Handle aligned varargs allignment correctly

For vararg handling, arguments of size bigger than 64 bit need
to be handled 128bit aligned according to AMD calling conventions
AMD64-ABI 3.5.7p5.

To handle that case correctly, we do:
1) make sure that every argument is aligned correctly in
   an allocation for function arguments
2) the allocation itself is aligned correctly

3 files changed, 59 insertions, 35 deletions

diff --git a/lib/Core/Executor.cpp b/lib/Core/Executor.cpp
index 709eb3a5..e349ff79 100644
--- a/lib/Core/Executor.cpp
+++ b/lib/Core/Executor.cpp
@@ -1293,13 +1293,13 @@ void Executor::executeCall(ExecutionState &state,
     KFunction *kf = kmodule->functionMap[f];
     state.pushFrame(state.prevPC, kf);
     state.pc = kf->instructions;
-        
+
     if (statsTracker)
       statsTracker->framePushed(state, &state.stack[state.stack.size()-2]);
- 
+
      // TODO: support "byval" parameter attribute
      // TODO: support zeroext, signext, sret attributes
-        
+
     unsigned callingArgs = arguments.size();
     unsigned funcArgs = f->arg_size();
     if (!f->isVarArg()) {
@@ -1319,56 +1319,64 @@ void Executor::executeCall(ExecutionState &state,
                               "user.err");
         return;
       }
-            
+
       StackFrame &sf = state.stack.back();
       unsigned size = 0;
+      bool requires16ByteAlignment = false;
       for (unsigned i = funcArgs; i < callingArgs; i++) {
         // FIXME: This is really specific to the architecture, not the pointer
-        // size.

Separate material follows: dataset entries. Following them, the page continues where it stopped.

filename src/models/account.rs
use serde::{Deserialize, Serialize};

use super::Transaction;

/// One row of the account-listing endpoint.
#[derive(Debug, Clone, Deserialize)]
#[serde(rename_all = "camelCase")]
pub struct ScrapedAccount {
    pub bank_number: String,
    pub branch_number: String,
    pub account_number: String,
}

impl ScrapedAccount {
    /// External identifier for the account: `"<bank>-<branch>-<account>"`.
    /// Unique per account within one scrape.
    pub fn composite_key(&self) -> String {
        format!(
            "{}-{}-{}",
            self.bank_number, self.branch_number, self.account_number
        )
    }
}

/// All normalized transactions for one account. Built once per scrape and
/// never mutated afterwards.
#[derive(Debug, Clone, PartialEq, Serialize, Deserialize)]
#[serde(rename_all = "camelCase")]
pub struct TransactionsAccount {
    pub account_number: String,
    pub txns: Vec<Transaction>,
}
//! Report output port trait.

use crate::domain::error::RebalanceError;
use crate::domain::simulation::SimulationResult;
use std::io::Write;

/// Port for writing simulation results.
pub trait ReportPort {
    fn write(&self, result: &SimulationResult, out: &mut dyn Write) -> Result<(), RebalanceError>;
}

This happens to work fir x86-32 and x86-64, however.
+        // size. This happens to work for x86-32 and x86-64, however.
         if (WordSize == Expr::Int32) {
           size += Expr::getMinBytesForWidth(arguments[i]->getWidth());
         } else {
           Expr::Width argWidth = arguments[i]->getWidth();
-          // AMD64-ABI 3.5.7p5: Step 7. Align l->overflow_arg_area upwards to a 16
-          // byte boundary if alignment needed by type exceeds 8 byte boundary.

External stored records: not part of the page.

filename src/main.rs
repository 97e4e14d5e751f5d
use clap::Parser;
use rebalsim::cli::{run, Cli};
use tracing_subscriber::EnvFilter;

fn main() -> std::process::ExitCode {
    tracing_subscriber::fmt()
        .with_env_filter(
            EnvFilter::try_from_default_env().unwrap_or_else(|_| EnvFilter::new("info")),
        )
        .with_writer(std::io::stderr)
        .init();

    run(Cli::parse())
}
//! INI file configuration adapter.

use crate::ports::config_port::ConfigPort;
use configparser::ini::Ini;
use std::path::Path;

#[derive(Debug)]
pub struct FileConfigAdapter {
    config: Ini,
}

impl FileConfigAdapter {
    pub fn from_file<P: AsRef<Path>>(path: P) -> std::io::Result<Self> {
        let mut config = Ini::new();
        config.load(path).map_err(std::io::Error::other)?;
        Ok(Self { config })
    }

    pub fn from_string(content: &str) -> Result<Self, String> {
        let mut config = Ini::new();
        config.read(content.to_string())?;
        Ok(Self { config })
    }
}

impl ConfigPort for FileConfigAdapter {
    fn get_string(&self, section: &str, key: &str) -> Option<String> {
        self.config.get(section, key)
    }
}
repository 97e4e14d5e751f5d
//! Port traits the domain depends on.

pub mod config_port;
pub mod data_port;
pub mod report_port;
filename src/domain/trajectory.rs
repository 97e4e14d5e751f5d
//! Balance trajectories.

use chrono::NaiveDate;

#[derive(Debug, Clone, Copy, PartialEq)]
pub struct BalancePoint {
    pub date: NaiveDate,
    pub balance: f64,
}

/// Portfolio value per date, in chronological order.
#[derive(Debug, Clone, Default, PartialEq)]
pub struct BalanceTrajectory {
    points: Vec<BalancePoint>,
}

impl BalanceTrajectory {
    /// Pairs `dates` with `balances`; extra entries on either side are ignored.
    pub fn from_parts(dates: &[NaiveDate], balances: &[f64]) -> Self {
        BalanceTrajectory {
            points: dates
                .iter()
                .zip(balances)
                .map(|(&date, &balance)| BalancePoint { date, balance })
                .collect(),
        }
    }

    pub fn points(&self) -> &[BalancePoint] {
        &self.points
    }

    pub fn balances(&self) -> Vec<f64> {
        self.points.iter().map(|p| p.balance).collect()
    }

    pub fn dates(&self) -> Vec<NaiveDate> {
        self.points.iter().map(|p| p.date).collect()
    }

    pub fn last(&self) -> Option<&BalancePoint> {
        self.points.last()
    }

    pub fn len(&self) -> usize {
        self.points.len()
    }

    pub fn is_empty(&self) -> bool {
        self.points.is_empty()
    }
}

+          // AMD64-ABI 3.5.7p5: Step 7. Align l->overflow_arg_area upwards to a
+          // 16 byte boundary if alignment needed by type exceeds 8 byte
+          // boundary.
           //
           // Alignment requirements for scalar types is the same as their size
           if (argWidth > Expr::Int64) {
              size = llvm::RoundUpToAlignment(size, 16);
+             requires16ByteAlignment = true;
           }
           size += llvm::RoundUpToAlignment(argWidth, WordSize) / 8;
         }
       }
 
-      MemoryObject *mo = sf.varargs = memory->allocate(size, true, false, 
-                                                       state.prevPC->inst);
-      if (!mo) {
+      MemoryObject *mo = sf.varargs =
+          memory->allocate(size, true, false, state.prevPC->inst,
+                           (requires16ByteAlignment ? 16 : 8));
+      if (!mo && size) {
         terminateStateOnExecError(state, "out of memory (varargs)");
         return;
       }
 
-      if ((WordSize == Expr::Int64) && (mo->address & 15)) {
-        // Both 64bit Linux/Glibc and 64bit MacOSX should align to 16 bytes.

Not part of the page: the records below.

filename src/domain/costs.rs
//! Transaction and leverage cost model.
//!
//! Rebalancing is charged on weight turnover; borrowed (negative) exposure
//! accrues a flat daily carrying cost that the period simulator compounds
//! like a return drag.

use super::error::RebalanceError;
use super::weights::WeightVector;

/// Day count used to turn an annual cost of debt into a daily rate.
pub const DEFAULT_DAYS_IN_YEAR: f64 = 360.0;

/// Round to `decimals` places, ties to even.
pub fn round_to(value: f64, decimals: i32) -> f64 {
    let factor = 10f64.powi(decimals);
    (value * factor).round_ties_even() / factor
}

/// Fraction of balance lost to rebalancing from `previous` to `current`.
///
/// `cost_rate * Σ|Δw|` over the union of both vectors' assets, rounded to
/// six decimals. Nothing is aligned when `cost_rate <= 0`.
pub fn rebalance_cost(
    current: &WeightVector,
    previous: &WeightVector,
    cost_rate: f64,
) -> Result<f64, RebalanceError> {
    if cost_rate <= 0.0 {
        return Ok(0.0);
    }
    let turnover = current.turnover(previous)?;
    Ok(round_to(turnover * cost_rate, 6))
}

/// Daily cost of carrying the short exposure in `weights`.
pub fn leverage_cost(annual_rate: f64, weights: &WeightVector, days_in_year: f64) -> f64 {
    if annual_rate <= 0.0 {
        return 0.0;
    }
    let exposure: f64 = weights
        .iter()
        .map(|(_, w)| w)
        .filter(|w| *w < 0.0)
        .sum::<f64>()
        .abs();
    if exposure == 0.0 {
        return 0.0;
    }
    (annual_rate / days_in_year) * exposure
}

/// Balance left after paying `cost_fraction` of it. A ruined balance stays at zero.
pub fn net_of_cost(balance: f64, cost_fraction: f64) -> f64 {
    if balance > 0.0 {
        round_to(balance * (1.0 - cost_fraction), 2)
    } else {
        0.0
    }
}

/// Cost parameters shared by every period of a run.
#[derive(Debug, Clone, Copy, PartialEq)]
pub struct CostModel {
    pub transaction_cost: f64,
    pub annual_cost_of_debt: f64,
    pub days_in_year: f64,
}

impl Default for CostModel {
    fn default() -> Self {
        CostModel {
            transaction_cost: 0.0,
            annual_cost_of_debt: 0.0,
            days_in_year: DEFAULT_DAYS_IN_YEAR,
        }
    }
}

#[derive(Debug, Clone, Copy, PartialEq)]
pub struct PeriodCosts {
    /// One-off fraction of balance charged at the rebalance.
    pub rebalance: f64,
    /// Daily drag applied over the period.
    pub leverage: f64,
}

impl CostModel {
    pub fn period_costs(
        &self,
        target: &WeightVector,
        previous: &WeightVector,
    ) -> Result<PeriodCosts, RebalanceError> {
        Ok(PeriodCosts {
            rebalance: rebalance_cost(target, previous, self.transaction_cost)?,
            leverage: leverage_cost(self.annual_cost_of_debt, target, self.days_in_year),
        })
    }
}

#[cfg(test)]
mod tests {
    use super::*;
    use approx::assert_relative_eq;

    fn wv(entries: &[(&str, f64)]) -> WeightVector {
        entries.iter().map(|&(a, w)| (a, w)).collect()
    }

    #[test]
    fn round_to_places() {
        assert_relative_eq!(round_to(539.004, 2), 539.0);
        assert_relative_eq!(round_to(1.234_567_89, 6), 1.234_568);
        assert_relative_eq!(round_to(-2.36, 1), -2.4);
    }

    #[test]
    fn round_to_ties_go_to_even() {
        assert_eq!(round_to(0.125, 2), 0.12);
        assert_eq!(round_to(0.375, 2), 0.38);
        assert_eq!(round_to(-2.5, 0), -2.0);
    }

    #[test]
    fn net_of_cost_tie_rounds_to_even() {
        assert_eq!(net_of_cost(100.25, 0.5), 50.12);
    }

    #[test]
    fn rebalance_cost_zero_rate_skips_alignment() {
        // A blank identifier would fail alignment; a zero rate never aligns.
        let current = wv(&[("", 1.0)]);
        assert_eq!(rebalance_cost(&current, &WeightVector::new(), 0.0).unwrap(), 0.0);
        assert_eq!(rebalance_cost(&current, &WeightVector::new(), -0.1).unwrap(), 0.0);
    }

    #[test]
    fn rebalance_cost_full_switch() {
        let previous = wv(&[("AAA", 1.0)]);
        let current = wv(&[("BBB", 1.0)]);
        assert_relative_eq!(rebalance_cost(&current, &previous, 0.01).unwrap(), 0.02);
    }

    #[test]
    fn rebalance_cost_rounds_to_six_places() {
        let previous = wv(&[("AAA", 0.333_333_3)]);
        let current = wv(&[("AAA", 0.0)]);
        let cost = rebalance_cost(&current, &previous, 0.001).unwrap();
        assert_relative_eq!(cost, 0.000_333, epsilon = 1e-12);
    }

    #[test]
    fn rebalance_cost_reports_alignment_failure() {
        let previous = wv(&[("AAA", f64::NAN)]);
        let current = wv(&[("AAA", 1.0)]);
        let err = rebalance_cost(&current, &previous, 0.01).unwrap_err();
        assert!(matches!(err, RebalanceError::InvalidInput { .. }));
    }

    #[test]
    fn leverage_cost_zero_rate() {
        let w = wv(&[("AAA", 1.5), ("BBB", -0.5)]);
        assert_eq!(leverage_cost(0.0, &w, DEFAULT_DAYS_IN_YEAR), 0.0);
    }

    #[test]
    fn leverage_cost_long_only() {
        let w = wv(&[("AAA", 0.6), ("BBB", 0.4)]);
        assert_eq!(leverage_cost(0.05, &w, DEFAULT_DAYS_IN_YEAR), 0.0);
    }

    #[test]
    fn leverage_cost_sums_short_exposure() {
        let w = wv(&[("AAA", 1.8), ("BBB", -0.5), ("CCC", -0.3)]);
        let cost = leverage_cost(0.072, &w, DEFAULT_DAYS_IN_YEAR);
        // 0.072 / 360 * 0.8
        assert_relative_eq!(cost, 0.000_16, epsilon = 1e-15);
    }

    #[test]
    fn leverage_cost_custom_day_count() {
        let w = wv(&[("AAA", -1.0)]);
        assert_relative_eq!(leverage_cost(0.365, &w, 365.0), 0.001, epsilon = 1e-15);
    }

    #[test]
    fn net_of_cost_positive_balance() {
        assert_relative_eq!(net_of_cost(550.0, 0.02), 539.0);
        assert_relative_eq!(net_of_cost(1000.004, 0.0), 1000.0);
    }

    #[test]
    fn net_of_cost_ruined_balance_stays_zero() {
        assert_eq!(net_of_cost(0.0, 0.01), 0.0);
        assert_eq!(net_of_cost(-25.0, 0.0), 0.0);
    }

    #[test]
    fn period_costs_bundle() {
        let model = CostModel {
            transaction_cost: 0.01,
            annual_cost_of_debt: 0.036,
            days_in_year: DEFAULT_DAYS_IN_YEAR,
        };
        let previous = wv(&[("AAA", 1.0)]);
        let target = wv(&[("AAA", 1.5), ("BBB", -0.5)]);
        let costs = model.period_costs(&target, &previous).unwrap();
        assert_relative_eq!(costs.rebalance, 0.01);
        assert_relative_eq!(costs.leverage, 0.000_05, epsilon = 1e-15);
    }
}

-        klee_warning_once(0, "While allocating varargs: malloc did not align to 16 bytes.");
-      }
+      if (mo) {
+        if ((WordSize == Expr::Int64) && (mo->address & 15) &&
+            requires16ByteAlignment) {
+          // Both 64bit Linux/Glibc and 64bit MacOSX should align to 16 bytes.
+          klee_warning_once(
+              0, "While allocating varargs: malloc did not align to 16 bytes.");
+        }
 
-      ObjectState *os = bindObjectInState(state, mo, true);
-      unsigned offset = 0;
-      for (unsigned i = funcArgs; i < callingArgs; i++) {
-        // FIXME: This is really specific to the architecture, not the pointer
-        // size. This happens to work fir x86-32 and x86-64, however.
-        if (WordSize == Expr::Int32) {
-          os->write(offset, arguments[i]);
-          offset += Expr::getMinBytesForWidth(arguments[i]->getWidth());
-        } else {
-          assert(WordSize == Expr::Int64 && "Unknown word size!");
+        ObjectState *os = bindObjectInState(state, mo, true);
+        unsigned offset = 0;
+        for (unsigned i = funcArgs; i < callingArgs; i++) {
+          // FIXME: This is really specific to the architecture, not the pointer
+          // size. This happens to work for x86-32 and x86-64, however.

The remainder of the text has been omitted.